Description

From time to time, one of the major challenges an Architect usually faces is misalignment between technology and “the business”. Therefore, they need to have in-depth understandings on organization profile particularly its vision, mission, goals and objectives. Digging in deeper, they need to identify multi-faceted business elements ranging from business environments, terms, values, benefits, drivers, principles, strategy, plans, needs, functions, services, processes, roles, capabilities and impacts to later on identify business problems and most importantly business opportunities.

In such cases, there might be a need to verify and update the currently documented business strategy and plans, and/or to bridge between high-level business drivers, business strategy, and goals on the one hand, and the specific, relevant business requirements.

In other cases, little or no Architecture work may have been done to date. Moreover, there will be a need for architecture team to research, validate and gain buy-in to key business objectives and processes that the architecture takes place to support.

Understanding business architecture and ability to assess current and future business capabilities gaps including the shortcomings, problems, and limitations of existing solution have become extremely crucial.

Additionally, extensive knowledge in Business Process Management (BPM) including its various approaches and advanced skills in selecting and implementing appropriate architecture methodology are highly required to cultivate business process modeling and business workflow activities.
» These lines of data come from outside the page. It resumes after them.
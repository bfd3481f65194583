//! XML scene files
//!
//! The document element is the schema's root element and holds the root
//! node. Children are written as elements named after their parent's child
//! slot; a child whose type is not the slot's base type carries an
//! `xsi:type` attribute with the short type name. Only attributes that
//! differ from their defaults are written.

use std::path::Path;
use std::sync::Arc;

use quick_xml::events::attributes::Attribute;
use quick_xml::events::{BytesDecl, BytesEnd, BytesStart, Event};
use quick_xml::{Reader, Writer};

use scene_graph::{NodeId, SceneGraph, SceneTree};
use scene_schema::{NodeTypeId, TypeHierarchy};

use crate::atomic::write_atomic;
use crate::error::PersistenceError;

const XSI_NAMESPACE: &str = "http://www.w3.org/2001/XMLSchema-instance";
const XSI_TYPE: &str = "xsi:type";

type Result<T> = std::result::Result<T, PersistenceError>;

fn xml_error(e: impl std::fmt::Display) -> PersistenceError {
    PersistenceError::Xml(e.to_string())
}

// =============================================================================
// Writing
// =============================================================================

/// Serialize the tree at `root`. An `indent` of zero writes a single line.
pub fn write_scene(graph: &SceneGraph, root: NodeId, indent: usize) -> Result<String> {
    let mut writer = if indent == 0 {
        Writer::new(Vec::new())
    } else {
        Writer::new_with_indent(Vec::new(), b' ', indent)
    };

    writer
        .write_event(Event::Decl(BytesDecl::new("1.0", Some("utf-8"), None)))
        .map_err(xml_error)?;

    let schema = graph.schema();
    let mut element = BytesStart::new(schema.root_element());
    element.push_attribute(("xmlns", schema.namespace()));
    element.push_attribute(("xmlns:xsi", XSI_NAMESPACE));
    write_node(&mut writer, graph, root, element, None)?;

    String::from_utf8(writer.into_inner()).map_err(xml_error)
}

fn write_node(
    writer: &mut Writer<Vec<u8>>,
    graph: &SceneGraph,
    id: NodeId,
    mut element: BytesStart<'_>,
    slot_base: Option<NodeTypeId>,
) -> Result<()> {
    let node_type = graph.node_type(id)?;
    if slot_base.is_some_and(|base| base != node_type.id()) {
        element.push_attribute((XSI_TYPE, node_type.short_name()));
    }

    for (def, (name, value)) in node_type.attributes().iter().zip(graph.attributes(id)?) {
        if !def.is_default(value) {
            element.push_attribute((name, value.to_text().as_str()));
        }
    }

    let children = graph.children(id);
    let Some(slot) = node_type.child_slot().filter(|_| !children.is_empty()) else {
        return writer.write_event(Event::Empty(element)).map_err(xml_error);
    };

    let end = BytesEnd::new(String::from_utf8_lossy(element.name().as_ref()).into_owned());
    writer.write_event(Event::Start(element)).map_err(xml_error)?;
    for child in children {
        write_node(writer, graph, *child, BytesStart::new(slot.name()), Some(slot.base()))?;
    }
    writer.write_event(Event::End(end)).map_err(xml_error)
}

/// Write the tree at `root` to `path`, replacing it only on success
pub fn save_scene(graph: &SceneGraph, root: NodeId, path: &Path, indent: usize) -> Result<()> {
    let text = write_scene(graph, root, indent)?;
    write_atomic(path, text.as_bytes())
}

// =============================================================================
// Reading
// =============================================================================

/// Parse a scene document into a fresh tree
pub fn read_scene(schema: Arc<TypeHierarchy>, text: &str) -> Result<SceneTree> {
    let mut reader = Reader::from_str(text);
    reader.config_mut().trim_text(true);

    let mut graph = SceneGraph::new(schema);
    let mut root = None;
    let mut stack: Vec<NodeId> = Vec::new();

    loop {
        match reader.read_event().map_err(xml_error)? {
            Event::Start(e) => {
                let id = read_element(&mut graph, &e, stack.last().copied(), root.is_some())?;
                root.get_or_insert(id);
                stack.push(id);
            }
            Event::Empty(e) => {
                let id = read_element(&mut graph, &e, stack.last().copied(), root.is_some())?;
                root.get_or_insert(id);
            }
            Event::End(_) => {
                stack.pop();
            }
            Event::Eof => break,
            _ => {}
        }
    }

    if !stack.is_empty() {
        return Err(PersistenceError::Malformed("unclosed element".into()));
    }
    let root = root.ok_or_else(|| PersistenceError::Malformed("no root element".into()))?;
    Ok(SceneTree { graph, root })
}

/// Create the node for one element and attach it under `parent`
fn read_element(
    graph: &mut SceneGraph,
    element: &BytesStart<'_>,
    parent: Option<NodeId>,
    have_root: bool,
) -> Result<NodeId> {
    let tag = String::from_utf8_lossy(element.name().as_ref()).into_owned();
    let attributes = element
        .attributes()
        .map(|a| a.map_err(xml_error).and_then(decode_attribute))
        .collect::<Result<Vec<(String, String)>>>()?;

    let schema = Arc::clone(graph.schema());
    let node_type = match parent {
        None if have_root => {
            return Err(PersistenceError::Malformed(format!("second root element <{}>", tag)));
        }
        None => {
            if tag != schema.root_element() {
                return Err(PersistenceError::Malformed(format!(
                    "expected <{}>, found <{}>",
                    schema.root_element(),
                    tag
                )));
            }
            schema.root_type()
        }
        Some(parent) => {
            let slot = graph
                .child_slot(parent)
                .filter(|slot| slot.name() == tag)
                .ok_or_else(|| PersistenceError::Malformed(format!("unexpected element <{}>", tag)))?;
            match attributes.iter().find(|(k, _)| k == XSI_TYPE) {
                Some((_, type_name)) => schema
                    .find(type_name)
                    .map(|t| t.id())
                    .ok_or_else(|| scene_graph::GraphError::UnknownType(type_name.clone()))?,
                None => slot.base(),
            }
        }
    };

    let id = graph.create_node(node_type)?;
    let ty = &schema[node_type];
    for (key, text) in &attributes {
        if key == "xmlns" || key.starts_with("xmlns:") || key == XSI_TYPE {
            continue;
        }
        let def = ty.attribute(key).ok_or_else(|| scene_graph::GraphError::UnknownAttribute {
            node_type: ty.name().to_string(),
            attribute: key.clone(),
        })?;
        let value = def
            .kind()
            .parse(text)
            .map_err(|e| PersistenceError::Malformed(format!("{}.{}: {}", ty.short_name(), key, e)))?;
        graph.set_attribute(id, key, value)?;
    }

    if let Some(parent) = parent {
        graph.append_child(parent, id)?;
    }
    Ok(id)
}

fn decode_attribute(attribute: Attribute<'_>) -> Result<(String, String)> {
    let key = String::from_utf8_lossy(attribute.key.as_ref()).into_owned();
    let value = attribute.unescape_value().map_err(xml_error)?.into_owned();
    Ok((key, value))
}

/// Read a scene file
pub fn load_scene(schema: Arc<TypeHierarchy>, path: &Path) -> Result<SceneTree> {
    let text = std::fs::read_to_string(path).map_err(|e| PersistenceError::io(path, e))?;
    let tree = read_scene(schema, &text)?;
    log::info!("Loaded {:?} ({} nodes)", path, tree.graph.len());
    Ok(tree)
}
Nonetheless, cut the case short, Architect must be able to master the language of business and language of architecture, and on the flip side of a coin, language of technology.

Overview

Why does an architect need this skill?

The Architect requires this skill to ensure technology always align with business goals and objectives which in the end also in the same page with organization overall Enterprise Architecture. They shall focus on bringing business needs, capabilities, technology and process together in an efficient and effective manner as they work at the highest levels of abstraction, ambiguity and complexity within the organization. This is to gain further understandings on Business Architecture and be able to assess Capability Gaps.

In relation to BPM, the Architect will deliver value by implementing improvements to the way work is performed within their organizations whereby both initiatives determine how manual and automated processes are created, modified, cancelled, and governed.

Common tasks involved in this skill?

The Architect should be having in-depth understandings on Business Architecture and Business Capability Analysis by having following competencies:

  • Problem Solving
  • Systems Thinking
  • Business Principles and Practices
  • Industry Knowledge
  • Organization Knowledge
  • Solution Knowledge

Furthermore, in the case of BPM, the Architect is required to challenge the status quo, dig to understand the root causes of a problem, assess why things are being done in a particular way, and encourage subject matter experts (SMEs) to consider new ideas and approaches to make their processes more efficient and effective. They are also required to understand, articulate, and move back and forth between internal and external views of the processes under analysis.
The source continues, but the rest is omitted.